Artificial Intelligence In Your Toilet. Yes, Really!
2 July 2021
If you think they’ve thought of everything, what about a toilet that costs $8,000? It could come to a loo near you by the end of 2019. What could possibly make a bit of porcelain worth that much money? It might just become priceless if its smart technology can identify a health problem before its too late. Here is how artificial intelligence is being used for toilets.
As artificial intelligence has been altering our homes and workplaces, our toilets were neglected. Even though Japanese companies have been selling high-tech toilets since the 1980s, they hadn’t gained much traction in the rest of the world. That’s not the case anymore! Kitchen and bath supplier Kohler just introduced its second-generation Numi 2.0 Intelligent Toiletthat comes equipped with LED lights that can change color dynamically; built-in Amazon Alexa so you can inquire about the weather, ask Alexa questions and play your favorite tunes while relieving yourself; hands-free, motion-activated (and heated) lid; Bluetooth; bidet and dryer; and more! Of course, in the case of a power outage, the toilet has an emergency flush feature.
Toilets as a Health Tool
Aside from the novelty of a smart toilet with all the bells and whistles, smart toilets can actually play an important role in monitoring health at the hospital and at home. One toilet seat developed by the Rochester Institute of Technology contains devices that measure blood oxygenation levels, heart rate, and blood pressure to signal when someone is at risk for congestive heart failure. The device was part of a study to determine ways to reduce hospital readmission rates; nearly 70% of patients with congestive heart failure are readmitted within 90 days of discharge.
Japanese firm Toto created one of the first smart toilets that could monitor health indicators in the early 2000s. It was able to monitor sugar levels in urine, check body weight, temperature and hormone levels and transmit the data to computers and doctors who could advise about fertility. Toto’sFlow Sky toilet can measure urine flow by monitoring the water level in the toilet. Changes in urine flow could signal a prostate or bladder concern.
Other companies’ projects focus on solutions that would allow the elderly and people with disabilities to live independently longer. The iToilet project created a toilet that could adjust the height and tilt of a toilet via voice commands and have sensors to detect the safety of people using them. This not only helps the people using them be more independent but also relieves strain on their caregivers.

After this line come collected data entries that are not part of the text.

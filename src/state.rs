use std::borrow::Cow;
use std::collections::{BTreeMap, BTreeSet};
use std::path::{Path, PathBuf};
use std::sync::Arc;

use rusty_dash::config::DashboardConfig;
use rusty_dash::data::cache::TableCache;
use rusty_dash::data::filter::PreparedTable;
use rusty_dash::data::loader;
use rusty_dash::{ColumnKind, FilterEngine, FilterParams, FilterSet, Table, Value};

use crate::color::ColorMap;

// ---------------------------------------------------------------------------
// Application state
// ---------------------------------------------------------------------------

/// The full UI state, independent of rendering.
pub struct AppState {
    pub config: DashboardConfig,

    engine: FilterEngine,

    cache: TableCache,

    /// File the current table came from.
    pub source: Option<PathBuf>,

    /// Loaded table (None until a file loads successfully).
    pub table: Option<Arc<Table>>,

    /// Normalized copy plus inferred kinds, used to pick controls and defaults.
    pub prepared: Option<PreparedTable>,

    /// For each categorical column the sorted values offered as checkboxes.
    pub unique_values: BTreeMap<String, BTreeSet<Value>>,

    /// The user's active filters.
    pub filters: FilterSet,

    /// Last successful filter result. None means "same as `table`".
    filtered: Option<Table>,

    /// Row count of the current view.
    pub visible_rows: usize,

    /// Inline message for a rejected filter; the previous view is kept.
    pub filter_error: Option<String>,

    /// Colour maps keyed by colour column.
    pub color_maps: BTreeMap<String, ColorMap>,

    /// Status / error message shown in the UI.
    pub status_message: Option<String>,
}

impl AppState {
    pub fn new(config: DashboardConfig) -> Self {
        Self {
            engine: FilterEngine::new(config.filter.clone()),
            config,
            cache: TableCache::new(),
            source: None,
            table: None,
            prepared: None,
            unique_values: BTreeMap::new(),
            filters: FilterSet::default(),
            filtered: None,
            visible_rows: 0,
            filter_error: None,
            color_maps: BTreeMap::new(),
            status_message: None,
        }
    }

    /// The table charts are drawn from: filtered if filters apply.
    pub fn view(&self) -> Option<&Table> {
        self.filtered.as_ref().or(self.table.as_deref())
    }

    /// Load `path` through the cache. On failure the previous table is
    /// dropped so nothing stale is shown.
    pub fn load_path(&mut self, path: &Path) {
        match self.cache.get_or_load(path, loader::load_file) {
            Ok(table) => {
                log::info!(
                    "Loaded {} rows with columns {:?}",
                    table.len(),
                    table.column_names()
                );
                self.source = Some(path.to_path_buf());
                self.set_table(table);
            }
            Err(e) => {
                log::error!("Failed to load file: {e:#}");
                self.clear_table();
                self.status_message = Some(format!("Error: {e}"));
            }
        }
    }

    /// Drop the cached copy of the current file and read it again.
    pub fn reload(&mut self) {
        if let Some(path) = self.source.clone() {
            self.cache.invalidate(&path);
            self.load_path(&path);
        }
    }

    /// Ingest a newly loaded table, classify its columns, reset filters.
    pub fn set_table(&mut self, table: Arc<Table>) {
        let prepared = self.engine.prepare(&table);

        self.unique_values = prepared
            .schema
            .iter()
            .filter(|(_, kind)| *kind == ColumnKind::Categorical)
            .filter_map(|(name, _)| {
                let col = prepared.table.column(name)?;
                Some((name.to_string(), col.choices()))
            })
            .collect();

        self.color_maps = self
            .config
            .charts
            .iter()
            .filter_map(|chart| chart.color.clone())
            .filter_map(|col| {
                let values = prepared.table.column(&col)?.distinct_values();
                Some((col, ColorMap::new(&values)))
            })
            .collect();

        self.filters.clear();
        self.prepared = Some(prepared);
        self.table = Some(table);
        self.status_message = None;
        self.refilter();
    }

    fn clear_table(&mut self) {
        self.source = None;
        self.table = None;
        self.prepared = None;
        self.unique_values.clear();
        self.color_maps.clear();
        self.filters.clear();
        self.filtered = None;
        self.visible_rows = 0;
        self.filter_error = None;
    }

    /// Recompute the view after a filter change.
    ///
    /// A rejected filter leaves the previous view in place and reports why.
    pub fn refilter(&mut self) {
        let Some(table) = &self.table else {
            return;
        };
        match self.engine.filter(table, &self.filters) {
            Ok(outcome) => {
                self.visible_rows = outcome.row_count;
                self.filtered = match outcome.table {
                    Cow::Borrowed(_) => None,
                    Cow::Owned(t) => Some(t),
                };
                self.filter_error = None;
            }
            Err(e) => {
                log::warn!("Filter rejected: {e}");
                self.filter_error = Some(e.to_string());
            }
        }
    }

    pub fn kind_of(&self, column: &str) -> Option<ColumnKind> {
        self.prepared.as_ref()?.schema.kind(column)
    }

    /// Turn filtering on or off as a whole. Selections are dropped when off.
    pub fn set_filtering_enabled(&mut self, enabled: bool) {
        self.filters.enabled = enabled;
        if !enabled {
            self.filters.clear();
        }
        self.refilter();
    }

    /// Select or deselect a column for filtering. Newly selected columns
    /// start with parameters that keep every row.
    pub fn toggle_column(&mut self, column: &str) {
        if self.filters.deselect(column).is_none() {
            let Some(prepared) = &self.prepared else {
                return;
            };
            let (Some(col), Some(kind)) = (prepared.table.column(column), self.kind_of(column))
            else {
                return;
            };
            self.filters
                .select(column, FilterParams::defaults(col, kind));
        }
        self.refilter();
    }

    /// Replace the parameters of a selected column.
    pub fn update_params(&mut self, column: &str, params: FilterParams) {
        self.filters.select(column, params);
        self.refilter();
    }

    /// Toggle a single value in a categorical column's filter.
    pub fn toggle_filter_value(&mut self, column: &str, value: &Value) {
        if let Some(FilterParams::Categorical { allowed }) = self.filters.get_mut(column) {
            if !allowed.remove(value) {
                allowed.insert(value.clone());
            }
        }
        self.refilter();
    }

    /// Select all values in a column.
    pub fn select_all(&mut self, column: &str) {
        if let Some(all_vals) = self.unique_values.get(column) {
            self.filters.select(
                column,
                FilterParams::Categorical {
                    allowed: all_vals.clone(),
                },
            );
            self.refilter();
        }
    }

    /// Deselect all values in a column.
    pub fn select_none(&mut self, column: &str) {
        self.filters.select(
            column,
            FilterParams::Categorical {
                allowed: BTreeSet::new(),
            },
        );
        self.refilter();
    }
}

#[cfg(test)]
mod tests {
    use rusty_dash::Column;

    use super::*;

    fn state_with(values: Vec<Value>) -> AppState {
        let mut state = AppState::new(DashboardConfig::default());
        let table = Table::new(vec![Column::new("v", values)]).unwrap();
        state.set_table(Arc::new(table));
        state
    }

    #[test]
    fn toggling_categorical_values_narrows_the_view() {
        let mut state = state_with((0..4).map(Value::Integer).collect());
        state.set_filtering_enabled(true);
        state.toggle_column("v");
        assert_eq!(state.visible_rows, 4);
        state.toggle_filter_value("v", &Value::Integer(2));
        assert_eq!(state.visible_rows, 3);
        state.select_none("v");
        assert_eq!(state.visible_rows, 0);
        state.select_all("v");
        assert_eq!(state.visible_rows, 4);
    }

    #[test]
    fn rejected_filter_keeps_previous_view() {
        let mut state = state_with((0..12).map(|i| Value::String(format!("row{i}"))).collect());
        state.set_filtering_enabled(true);
        state.toggle_column("v");
        state.update_params(
            "v",
            FilterParams::Text {
                pattern: "row1".into(),
                literal: false,
            },
        );
        assert_eq!(state.visible_rows, 3);
        state.update_params(
            "v",
            FilterParams::Text {
                pattern: "[".into(),
                literal: false,
            },
        );
        assert!(state.filter_error.is_some());
        assert_eq!(state.visible_rows, 3);
        assert_eq!(state.view().map(Table::len), Some(3));
    }

    #[test]
    fn disabling_filters_restores_full_table() {
        let mut state = state_with((0..4).map(Value::Integer).collect());
        state.set_filtering_enabled(true);
        state.toggle_column("v");
        state.select_none("v");
        state.set_filtering_enabled(false);
        assert!(state.filters.is_empty());
        assert_eq!(state.view().map(Table::len), Some(4));
    }

    #[test]
    fn load_path_reads_through_the_cache() {
        let dir = tempfile::TempDir::new().unwrap();
        let path = dir.path().join("ages.csv");
        std::fs::write(&path, "age\n5\n12\n7\n40\n").unwrap();

        let mut state = AppState::new(DashboardConfig::default());
        state.load_path(&path);
        assert_eq!(state.source.as_deref(), Some(path.as_path()));
        assert_eq!(state.visible_rows, 4);
        assert_eq!(state.kind_of("age"), Some(ColumnKind::Categorical));
        assert!(state.status_message.is_none());
    }

    #[test]
    fn failed_load_clears_the_table() {
        let mut state = state_with(vec![Value::Integer(1)]);
        state.load_path(Path::new("/no/such/file.csv"));
        assert!(state.table.is_none());
        assert!(state.view().is_none());
        assert!(state.status_message.is_some());
    }
}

What if the toilet in your home could monitor your health by analyzing your daily waste? This might be possible on a wide scale in the future.Discreetly placed sensors on the toilet could retrieve the data that artificial algorithms could analyze to determine early signs of disease if there are other health issues that need to be addressed or manage conditions such as diabetes. Since toilets get used several times a day, it makes capturing data easy and part of a person’s everyday routine. This consistent data could help us all shift to a more proactive response to healthcare.
Smart toilets could also have an essential role in monitoring public health. With the help of data collected from smart toilets in public spaces in combination with the weather and other data from satellites, it could give global health professionals early warnings of a disease outbreak before it becomes a crisis.
Since human waste leaves a lot of clues about a person’s overall health, more consistent analysis of it could be beneficial. Many illnesses and ailments such as kidney disease, bladder issues and infections, cancer, and more leave tell-tale signs in urine and feces that they have invaded the body. Chemical analysis, cameras, and other techniques can be used to gather this intel. Unlike wearable health trackers, people don’t need to remember to charge batteries or “put on” a smart toilet. A person’s consistent use of a smart toilet will allow for consistent data creation without them needing to remember or do anything outside of their routine.
Toilets are the same as any consumer product—the more interest and demand for smart toilets that can track health status the more companies will jump in to create the supply. Now that consumers are using health and fitness devices, will they be more interested in a smart toilet? If Google getting a patent for a blood pressure-monitoring toilet is any indication, we believe intelligent toilets will begin to proliferate assuming manufacturers make them easy to use and reliable as well as overcome the privacy and security concerns people will have about collecting this very personal data.
What reservations do you have about using a smart toilet?